A story from The Register explains the difference between a Judge in Holland and one in America, when faced with the same situation:

NXP Semiconductor, maker of the cryptographically challenged Mifare card, has also taken legal action to silence researchers who poked holes in fare collection systems used in the Netherlands. A Dutch judge rejected the request.

Opsahl said the EFF planned to appeal the decision, even though a ruling will not be issued in time to save the canceled talk. He said the judge reached a very, very wrong conclusion when using the Computer Fraud and Abuse Act as grounds for canceling the talk.

“The statute on its face appears to be discussing sending code, programs or similar types of information to a computer,” Opsahl said. “It does not appear to contemplate somebody who’s giving a talk to humans.

Opsahl is referring to US District Judge Douglas P. Woodlock, who has ordered a gag for three students of MIT who were going to present the Mifare card story yesterday, but in context of the Boston transit system.

Some may remember that Woodlock is the same judge that told antiwar activists that they were “stuck under the tracks”. He ruled against their right to speech because of what he called an “irretrievably sad” post-9/11 world that requires security restrictions.

Woodlock said he had initially assumed that activists were exaggerating when they likened the protest zone near Canal Street to an internment camp. But he said that after touring the area for 90 minutes Wednesday, he concluded that comparison was “an understatement.”


“One cannot conceive of other elements [that could be] put in place to create a space that’s more of an affront to the idea of free expression than the designated demonstration zone,” Woodlock said.

Nonetheless, Woodlock said that unruly demonstrators at other political events have made the precautions necessary to foil protesters who might hurl objects at delegates arriving on buses

The logic is tortured to the point where Woodlock seems to favor a dark authoritarian world as a form of “safety”.

In another example, Woodlock ruled against the free speech rights for three newspapers. These papers argued that speech rights were violated when an Architectural Commission in Boston banned “street furniture” including news racks. Unfortunately for the papers, Woodlock was a student of architectural history and favored the aesthetics and safety of the street more than any individual right:

“While the guideline forces plaintiffs to use distribution means in the district which they find economically unappealing or that they would otherwise not use,” Woodlock said, “this does not change the fact that alternatives to newsracks in the district are available to plaintiffs.”

The conditions might be economically unappealing, also known as financially prohibitive, but the judge said he was unsympathetic because he saw no evidence of expense/damage from the alternatives. Again, logic tortured to the point where you are told to think of possibilities still available to you once your speech is restricted. Maybe a paper can survive without a forum for speech, maybe not, but at least the streets are clean.

Reasons for “an affront to the idea of free expression” seem to be stacking up under Woodlock. Has he ever ruled in favor of free speech? Does he even believe in it?
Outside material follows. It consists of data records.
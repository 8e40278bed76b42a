/*
 * Failmail SMTP buffering relay
 * Copyright (C) 2022 the Failmail developers
 *
 * This program is free software: you can redistribute it and/or modify it under
 * the terms of the GNU General Public License as published by the Free Software
 * Foundation, either version 3 of the License, or any later version.
 *
 * This program is distributed in the hope that it will be useful, but WITHOUT
 * ANY WARRANTY; without even the implied warranty of MERCHANTABILITY or FITNESS
 * FOR A PARTICULAR PURPOSE.  See the GNU General Public License for more details.
 *
 * You should have received a copy of the GNU General Public License along with
 * this program. If not, see https://www.gnu.org/licenses/.
 *
*/
use crate::{
    receiver::{handle_connection, ReceiverContext},
    signals::TerminationRequest,
};
use anyhow::Context;
use failmail_common::libc_abstraction::{clear_cloexec, dup};

/// Accepts client connections and runs one session task per connection.
///
/// On termination the listening socket closes first, then open sessions get
/// up to `shutdown_timeout` to finish, then the `received` channel closes
/// (the context's sender is dropped) which stops the writer. On reload the
/// listening descriptor is duplicated before the socket closes and returned
/// so the supervisor can pass it to the next process.
pub struct Listener {
    socket: std::net::TcpListener,
    ctx: std::sync::Arc<ReceiverContext>,
    shutdown_timeout: std::time::Duration,
}

impl Listener {
    ///
    pub fn new(
        socket: std::net::TcpListener,
        ctx: ReceiverContext,
        shutdown_timeout: std::time::Duration,
    ) -> Self {
        Self {
            socket,
            ctx: std::sync::Arc::new(ctx),
            shutdown_timeout,
        }
    }

    /// Accept connections until a termination request (or a fatal accept
    /// error). Returns the inherited-socket descriptor when the request was
    /// a reload.
    ///
    /// # Errors
    ///
    /// * the socket could not be registered with the runtime
    /// * a reload was requested but the descriptor could not be duplicated
    pub async fn listen(
        self,
        mut termination: tokio::sync::broadcast::Receiver<TerminationRequest>,
    ) -> anyhow::Result<Option<std::os::unix::io::RawFd>> {
        let Self {
            socket,
            ctx,
            shutdown_timeout,
        } = self;

        socket
            .set_nonblocking(true)
            .context("failed to set non-blocking listening socket")?;
        let raw_fd = std::os::unix::io::AsRawFd::as_raw_fd(&socket);
        let listener = tokio::net::TcpListener::from_std(socket)
            .context("failed to register the listening socket")?;

        tracing::info!(
            target: "listener",
            addr = %listener.local_addr().map_or_else(|_| "?".to_string(), |a| a.to_string()),
            "Listening for clients.",
        );

        let mut sessions = tokio::task::JoinSet::new();

        let request = loop {
            tokio::select! {
                accepted = listener.accept() => match accepted {
                    Ok((stream, client_addr)) => {
                        tracing::info!(target: "listener", %client_addr, "Accepted connection.");

                        let ctx = ctx.clone();
                        sessions.spawn(async move {
                            let name = client_addr.to_string();
                            if let Err(error) = handle_connection(ctx, name.clone(), stream).await {
                                tracing::warn!(target: "listener", %name, %error, "Session ended with an error.");
                            }
                        });
                    }
                    Err(error) => {
                        tracing::error!(target: "listener", %error, "Accept failed, shutting the receiver down.");
                        break TerminationRequest::Shutdown;
                    }
                },
                request = termination.recv() => {
                    break request.unwrap_or(TerminationRequest::Shutdown);
                }
                // reap finished sessions as we go
                Some(_) = sessions.join_next(), if !sessions.is_empty() => {}
            }
        };

        // on reload, keep the kernel socket alive past the close below
        let inherited = if request == TerminationRequest::Reload {
            let new_fd = dup(raw_fd).context("could not duplicate the listening socket")?;
            clear_cloexec(new_fd).context("could not clear close-on-exec on the duplicate")?;
            Some(new_fd)
        } else {
            None
        };

        // stop accepting before the drain
        drop(listener);

        tracing::info!(
            target: "listener",
            open = sessions.len(),
            timeout = ?shutdown_timeout,
            "Waiting for open sessions to finish.",
        );
        let drain = async {
            while sessions.join_next().await.is_some() {}
        };
        if tokio::time::timeout(shutdown_timeout, drain).await.is_err() {
            tracing::warn!(target: "listener", "Open sessions outlived the drain timeout.");
            sessions.shutdown().await;
        }

        // the last clone of the storage channel sender dies with `ctx`,
        // which closes the channel and lets the writer exit
        drop(ctx);

        tracing::info!(target: "listener", "Done listening.");
        Ok(inherited)
    }
}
Anyone surprised that this man was nominated to his position by Ronald Reagan, or was a college friend of George W. Bush?

Douglas Woodlock was appointed to the district court in 1986 by President Ronald Reagan. He possessed an interesting pedigree: a couple of high school years at Phillips Academy Andover, a distinguished undergraduate career at Yale, capped by being chosen for the secret society known as Skull and Bones by fifteen club members (including George W. Bush) from the class ahead.
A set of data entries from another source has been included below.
/*
 * Failmail SMTP buffering relay
 * Copyright (C) 2022 the Failmail developers
 *
 * This program is free software: you can redistribute it and/or modify it under
 * the terms of the GNU General Public License as published by the Free Software
 * Foundation, either version 3 of the License, or any later version.
 *
 * This program is distributed in the hope that it will be useful, but WITHOUT
 * ANY WARRANTY; without even the implied warranty of MERCHANTABILITY or FITNESS
 * FOR A PARTICULAR PURPOSE.  See the GNU General Public License for more details.
 *
 * You should have received a copy of the GNU General Public License along with
 * this program. If not, see https://www.gnu.org/licenses/.
 *
*/
mod mail;

pub use mail::{Mail, ParseMailError};

/// A message received from an SMTP client, with its envelope.
///
/// The payload is kept octet-exact as the client sent it during `DATA`; the
/// parsed view is derived from it once at construction.
#[derive(Debug, Clone, PartialEq, Eq)]
pub struct ReceivedMessage {
    /// Envelope sender, as the wire string (e.g. `"<a@x>"`).
    pub envelope_from: String,
    /// Envelope recipients, in RCPT order, as wire strings.
    pub envelope_to: Vec<String>,
    /// Recipients after address rewriting, when a rewriter is configured.
    pub redirected_to: Option<Vec<String>>,
    /// The raw DATA payload: client headers, blank line, body.
    pub data: String,
    /// Parsed view of `data`.
    pub mail: Mail,
}

impl ReceivedMessage {
    /// Build a message from a completed transaction.
    ///
    /// # Errors
    ///
    /// * the payload is not a well-formed RFC822 message
    pub fn new(
        envelope_from: String,
        envelope_to: Vec<String>,
        redirected_to: Option<Vec<String>>,
        data: String,
    ) -> Result<Self, ParseMailError> {
        let mail = Mail::parse(&data)?;
        Ok(Self {
            envelope_from,
            envelope_to,
            redirected_to,
            data,
            mail,
        })
    }

    /// The recipients the summarizer batches on: the rewritten list when a
    /// rewriter produced one, the envelope recipients otherwise.
    #[must_use]
    pub fn batch_recipients(&self) -> &[String] {
        self.redirected_to.as_deref().unwrap_or(&self.envelope_to)
    }

    /// The `Date:` header of the payload, when present and parseable.
    #[must_use]
    pub fn date(&self) -> Option<time::OffsetDateTime> {
        self.mail.date()
    }
}
/*
 * Failmail SMTP buffering relay
 * Copyright (C) 2022 the Failmail developers
 *
 * This program is free software: you can redistribute it and/or modify it under
 * the terms of the GNU General Public License as published by the Free Software
 * Foundation, either version 3 of the License, or any later version.
 *
 * This program is distributed in the hope that it will be useful, but WITHOUT
 * ANY WARRANTY; without even the implied warranty of MERCHANTABILITY or FITNESS
 * FOR A PARTICULAR PURPOSE.  See the GNU General Public License for more details.
 *
 * You should have received a copy of the GNU General Public License along with
 * this program. If not, see https://www.gnu.org/licenses/.
 *
*/
use super::auth::SingleUserPlainAuth;
use failmail_common::{
    message::{ParseMailError, ReceivedMessage},
    AddressRewriter, Event, Reply,
};

/// Where the session stands with authentication.
#[derive(Debug)]
pub enum AuthState {
    /// No credentials configured; AUTH is refused.
    NotPermitted,
    /// Credentials configured; mail transactions require AUTH first.
    Required(SingleUserPlainAuth),
    /// The client authenticated.
    Authenticated,
}

/// TLS posture of the session.
#[derive(Debug, Clone, Copy)]
pub struct Security {
    /// TLS material is configured; STARTTLS may be offered.
    pub tls_available: bool,
    /// The connection is already encrypted.
    pub tls_active: bool,
    /// AUTH is refused until the session is encrypted.
    pub auth_requires_tls: bool,
}

/// What the connection handler must do after processing one command.
#[derive(Debug)]
pub enum Action {
    /// Write the reply; keep reading commands.
    Reply(Reply),
    /// Write the reply; close the connection.
    Close(Reply),
    /// Write the `354`; read the DATA payload.
    ReadData(Reply),
    /// Write the `334` challenge; read one auth response line.
    ReadAuthResponse(Reply),
    /// Write the `220`; run the TLS server handshake and resume over the
    /// encrypted stream.
    UpgradeTls(Reply),
}

/// The per-connection SMTP state machine.
///
/// The session never touches the transport: it turns parsed [`Event`]s into
/// [`Action`]s, and the connection handler performs the IO (including the
/// TLS upgrade, which is a capability of the transport layer, not of the
/// session).
#[derive(Debug)]
pub struct Session {
    hostname: String,
    auth: AuthState,
    security: Security,
    envelope_from: Option<String>,
    envelope_to: Vec<String>,
    /// A transaction completed; MAIL/RCPT/DATA need RSET first.
    after_data: bool,
}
Woodlock’s distance from Bush should not be underestimated. Bush has been a long-time critic of free speech. He is still listed as the #1 Muzzle in The Thomas Jefferson Center for the Protection of Free Expression. Bush threatened legal action against individuals who tried to expose or discuss his flaws on the Internet:

In a May 21 press conference, Bush himself stated “[t]here ought to be limits to freedom.
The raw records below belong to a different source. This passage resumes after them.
//! Tool trait - the abstraction over agent capabilities.
//!
//! Tools are what let the agent act in the world: read files, run
//! commands, query the knowledge store, spawn subagents, message users.
//! Every tool returns a dual payload: `for_llm` is fed back into the model
//! as the tool turn, `for_user` is what a human should see. The two often
//! differ (raw search results vs a short summary), so the split is a core
//! concept rather than a rendering concern.

use async_trait::async_trait;
use serde::{Deserialize, Serialize};
use std::collections::HashMap;
use tokio_util::sync::CancellationToken;

use crate::provider::ToolDefinition;

/// The invocation context the tool loop hands to every tool call: where
/// the request originated and the ambient cancellation handle.
#[derive(Debug, Clone)]
pub struct ToolContext {
    /// Originating channel ("cli", "api", "webhook", ...)
    pub channel: String,

    /// Originating chat identifier within the channel
    pub chat_id: String,

    /// Ambient cancellation; tools doing long work should honor it
    pub cancel: CancellationToken,
}

impl ToolContext {
    pub fn new(channel: impl Into<String>, chat_id: impl Into<String>) -> Self {
        Self {
            channel: channel.into(),
            chat_id: chat_id.into(),
            cancel: CancellationToken::new(),
        }
    }

    pub fn with_cancel(mut self, cancel: CancellationToken) -> Self {
        self.cancel = cancel;
        self
    }
}

impl Default for ToolContext {
    fn default() -> Self {
        Self::new("cli", "direct")
    }
}

/// The result of a tool execution.
#[derive(Debug, Clone, Default, Serialize, Deserialize)]
pub struct ToolResult {
    /// What the model sees as the tool turn
    pub for_llm: String,

    /// What the user sees (may be empty; falls back to `for_llm`)
    #[serde(default)]
    pub for_user: String,

    /// Whether the tool failed
    #[serde(default)]
    pub is_error: bool,

    /// Error detail when `is_error` is set
    #[serde(default, skip_serializing_if = "Option::is_none")]
    pub error: Option<String>,

    /// The work continues elsewhere; the loop must not block on it
    #[serde(default)]
    pub is_async: bool,

    /// Do not surface this result to the user
    #[serde(default)]
    pub silent: bool,
}

impl ToolResult {
    /// A successful result shown to both the model and the user.
    pub fn text(content: impl Into<String>) -> Self {
        let content = content.into();
        Self {
            for_llm: content.clone(),
            for_user: content,
            ..Default::default()
        }
    }

    /// A successful result with distinct model and user payloads.
    pub fn dual(for_llm: impl Into<String>, for_user: impl Into<String>) -> Self {
        Self {
            for_llm: for_llm.into(),
            for_user: for_user.into(),
            ..Default::default()
        }
    }

    /// An error result; the model sees the message and may recover.
    pub fn error(message: impl Into<String>) -> Self {
        let message = message.into();
        Self {
            for_llm: format!("Error: {message}"),
            for_user: format!("Error: {message}"),
            is_error: true,
            error: Some(message),
            ..Default::default()
        }
    }

    /// A result that must not be surfaced to the user.
    pub fn silent(content: impl Into<String>) -> Self {
        Self {
            for_llm: content.into(),
            silent: true,
            ..Default::default()
        }
    }

    /// An acknowledgement for work that continues in the background.
    pub fn async_ack(ack: impl Into<String>) -> Self {
        let ack = ack.into();
        Self {
            for_llm: ack.clone(),
            for_user: ack,
            is_async: true,
            ..Default::default()
        }
    }
}

/// The core Tool trait.
///
/// Each tool implements this and is registered in the `ToolRegistry`, which
/// the tool loop consults both for definitions to send to the provider and
/// for dispatch when the provider requests a call.
#[async_trait]
pub trait Tool: Send + Sync {
    /// The unique name of this tool (e.g., "knowledge", "spawn_agent").
    fn name(&self) -> &str;

    /// A description of what this tool does (sent to the LLM).
    fn description(&self) -> &str;

    /// JSON Schema describing this tool's parameters.
    fn parameters_schema(&self) -> serde_json::Value;

    /// Execute the tool with the given arguments.
    ///
    /// Tool failures are reported through the returned `ToolResult`
    /// (`is_error`), never by panicking: the loop feeds errors back to the
    /// model as tool turns so it can recover.
    async fn execute(&self, ctx: &ToolContext, args: serde_json::Value) -> ToolResult;

    /// Convert this tool into a definition for the provider.
    fn to_definition(&self) -> ToolDefinition {
        ToolDefinition {
            name: self.name().to_string(),
            description: self.description().to_string(),
            parameters: self.parameters_schema(),
        }
    }
}

/// A registry of available tools.
///
/// Registration is idempotent under an identical name: last wins.
pub struct ToolRegistry {
    tools: HashMap<String, Box<dyn Tool>>,
}

impl ToolRegistry {
    pub fn new() -> Self {
        Self {
            tools: HashMap::new(),
        }
    }

    /// Register a tool. Replaces any existing tool with the same name.
    pub fn register(&mut self, tool: Box<dyn Tool>) {
        self.tools.insert(tool.name().to_string(), tool);
    }

    /// Get a tool by name.
    pub fn get(&self, name: &str) -> Option<&dyn Tool> {
        self.tools.get(name).map(|t| t.as_ref())
    }

    /// All tool definitions, for sending to the provider.
    pub fn definitions(&self) -> Vec<ToolDefinition> {
        self.tools.values().map(|t| t.to_definition()).collect()
    }

    /// Registered tool names.
    pub fn names(&self) -> Vec<&str> {
        self.tools.keys().map(|s| s.as_str()).collect()
    }

    pub fn len(&self) -> usize {
        self.tools.len()
    }

    pub fn is_empty(&self) -> bool {
        self.tools.is_empty()
    }
}

impl Default for ToolRegistry {
    fn default() -> Self {
        Self::new()
    }
}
On April 14, 2000, the FEC dismissed the Bush complaint stating, “this matter is less significant relative to other matters pending before the Commission.”

Americans should be ashamed of Woodlock’s decision on this matter.

The gag action on the Boston transit research is an embarrassment to the nation. Consider how the same situation played out in Holland:

The case went to court in Holland and now the court in Arnhem has overturned the injunction citing local freedom of expression laws.

In its ruling, the court said: “Damage to NXP is not the result of the publication of the article but of the production and sale of a chip that appears to have shortcomings.”

In a statement, Radboud University hailed the ruling and said: “…in a democratic society it is of great importance that the results of scientific research can be published”.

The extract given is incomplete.